You’ve probably already read a few articles and seen comments on how web design all looks the same, on how the web has turned boring and predictable. This has happened before. Many times. It’s the pendulum of design, it might be at it’s climax, it might not. One thing is for sure, it’ll keep swinging. Thanks to the scene as a whole making incremental improvements, and our collective knowledge growing — until we reach a breakthrough.
Some of these sentiments are on point, using vanilla Boostrap or unmodified themes isn’t great, but they do make publishing on the web more efficient for professionals and more accessible to newcomers.
However, I want to compliment our boring new web. The new, “new”.
Our current web does a few things really well; it’s high performance, there’s almost no learning curve, and it works more or less anywhere.
The web has probably never been this easy to use. That’s great.
All this wasn’t just pushed by a certain aesthetic, but rather real challenges.

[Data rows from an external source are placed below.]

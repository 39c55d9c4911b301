use std::path::Path;
use std::time::Duration;

use chrono::TimeDelta;
use fvd_core::{GITHUB_API_BASE, GITHUB_REPO, RELEASE_ASSET_ZIP};
use serde::{Deserialize, Serialize};

/// Host-side settings: where to look for releases, how long to cache them,
/// and how to log. Missing fields take their defaults.
#[derive(Debug, Clone, PartialEq, Eq, Serialize, Deserialize)]
pub struct HostSettings {
    #[serde(default)]
    pub debug_logging: bool,

    #[serde(default = "default_http_timeout")]
    pub http_timeout_secs: u64,

    #[serde(default = "default_release_cache_ttl")]
    pub release_cache_ttl_secs: u64,

    #[serde(default = "default_github_repo")]
    pub github_repo: String,

    #[serde(default = "default_api_base_url")]
    pub api_base_url: String,

    #[serde(default = "default_release_asset")]
    pub release_asset: String,

    #[serde(default = "default_home_url")]
    pub home_url: String,

    #[serde(default = "default_max_log_size_bytes")]
    pub max_log_size_bytes: u64,
}

fn default_http_timeout() -> u64 {
    10
}

fn default_release_cache_ttl() -> u64 {
    60 * 60
}

fn default_github_repo() -> String {
    GITHUB_REPO.to_string()
}

fn default_api_base_url() -> String {
    GITHUB_API_BASE.to_string()
}

fn default_release_asset() -> String {
    RELEASE_ASSET_ZIP.to_string()
}

fn default_home_url() -> String {
    "/".to_string()
}

fn default_max_log_size_bytes() -> u64 {
    5 * 1024 * 1024
}

impl Default for HostSettings {
    fn default() -> Self {
        Self {
            debug_logging: false,
            http_timeout_secs: default_http_timeout(),
            release_cache_ttl_secs: default_release_cache_ttl(),
            github_repo: default_github_repo(),
            api_base_url: default_api_base_url(),
            release_asset: default_release_asset(),
            home_url: default_home_url(),
            max_log_size_bytes: default_max_log_size_bytes(),
        }
    }
}

impl HostSettings {
    /// Read settings from `path`; a missing or unreadable file yields defaults.
    pub fn load_from_path(path: &Path) -> Self {
        if !path.exists() {
            return Self::default();
        }
        match std::fs::read_to_string(path) {
            Ok(content) => serde_json::from_str(&content).unwrap_or_default(),
            Err(_) => Self::default(),
        }
    }

    pub fn save_to_path(&self, path: &Path) -> Result<(), std::io::Error> {
        let content = serde_json::to_string_pretty(self)?;
        crate::persist::write_atomic(path, content.as_bytes())
    }

    pub fn http_timeout(&self) -> Duration {
        Duration::from_secs(self.http_timeout_secs)
    }

    pub fn release_cache_ttl(&self) -> TimeDelta {
        i64::try_from(self.release_cache_ttl_secs)
            .ok()
            .and_then(TimeDelta::try_seconds)
            .unwrap_or(fvd_core::DEFAULT_RELEASE_TTL)
    }
}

With load times, fragmented ecosystems and broad audiences there’s a lot to keep in mind.
Despite all this. I’ll agree that to some extent, it’s boring. But why?

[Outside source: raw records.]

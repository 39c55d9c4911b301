use crate::bar::{ActionType, IntegrationProvider, Visibility};

const ELEMENTOR_SEARCH: &str =
    ".elementor-search-form__toggle, .elementor-search-form__submit";
const ROYAL_ELEMENTOR_SEARCH: &str = ".wpr-search-form-submit, .wpr-search-form-input";
const ELEMENTOR_CART: &str =
    ".elementor-menu-cart__toggle_button, .elementor-menu-cart__toggle .elementor-button";
const ROYAL_ELEMENTOR_CART: &str = ".wpr-mini-cart-toggle-btn, .wpr-mini-cart-btn-icon";

const DEFAULT_SELECTORS: [((ActionType, IntegrationProvider), &str); 4] = [
    (
        (ActionType::Search, IntegrationProvider::Elementor),
        ELEMENTOR_SEARCH,
    ),
    (
        (ActionType::Search, IntegrationProvider::RoyalElementor),
        ROYAL_ELEMENTOR_SEARCH,
    ),
    (
        (ActionType::Cart, IntegrationProvider::Elementor),
        ELEMENTOR_CART,
    ),
    (
        (ActionType::Cart, IntegrationProvider::RoyalElementor),
        ROYAL_ELEMENTOR_CART,
    ),
];

/// Selector list a trigger button clicks when none was configured.
///
/// Only search and cart actions backed by a page-builder provider have one;
/// every other pair yields `None`.
#[must_use]
pub fn default_selector(
    action: ActionType,
    provider: IntegrationProvider,
) -> Option<&'static str> {
    DEFAULT_SELECTORS
        .iter()
        .find(|(key, _)| *key == (action, provider))
        .map(|(_, selector)| *selector)
}

/// Inclusive viewport width range in CSS pixels. `max: None` is unbounded.
#[derive(Debug, Clone, Copy, PartialEq, Eq)]
pub struct WidthRange {
    pub min: u32,
    pub max: Option<u32>,
}

const VISIBILITY_RANGES: [(Visibility, WidthRange); 3] = [
    (
        Visibility::Mobile,
        WidthRange {
            min: 0,
            max: Some(767),
        },
    ),
    (
        Visibility::Tablet,
        WidthRange {
            min: 768,
            max: Some(1024),
        },
    ),
    (
        Visibility::Desktop,
        WidthRange {
            min: 1025,
            max: None,
        },
    ),
];

impl WidthRange {
    #[must_use]
    pub fn for_visibility(visibility: Visibility, custom_min: u32, custom_max: u32) -> Self {
        if visibility == Visibility::Custom {
            return Self {
                min: custom_min,
                max: (custom_max > 0).then_some(custom_max),
            };
        }

        VISIBILITY_RANGES
            .iter()
            .find(|(key, _)| *key == visibility)
            .map_or(VISIBILITY_RANGES[0].1, |(_, range)| *range)
    }

    /// `(min-width:..)` / `(max-width:..)` conditions; empty when the range
    /// covers every width.
    #[must_use]
    pub fn media_conditions(&self) -> Vec<String> {
        let mut conditions = Vec::with_capacity(2);
        if self.min > 0 {
            conditions.push(format!("(min-width:{}px)", self.min));
        }
        if let Some(max) = self.max {
            conditions.push(format!("(max-width:{max}px)"));
        }
        conditions
    }
}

I doubt it has as much to do with a certain visual language of the web itself, as the actual content we’re surfacing and the experiences we’re building.
In other words, I believe that spending even more of our time and effort on animation, media and communication is key. Interactivity, copywriting, illustrations, photography and video are all great tools in the fight against conformity.
At the point someone has chosen to invest their time, we‘re in a great position to brake patterns. That can have a profound effect.
The web as a medium, like magazines and books, are about sharing information in a highly legible way. But we can still make impactful experiences, and I’d argue that not doing so is missing a huge opportunity to leave a strong impression.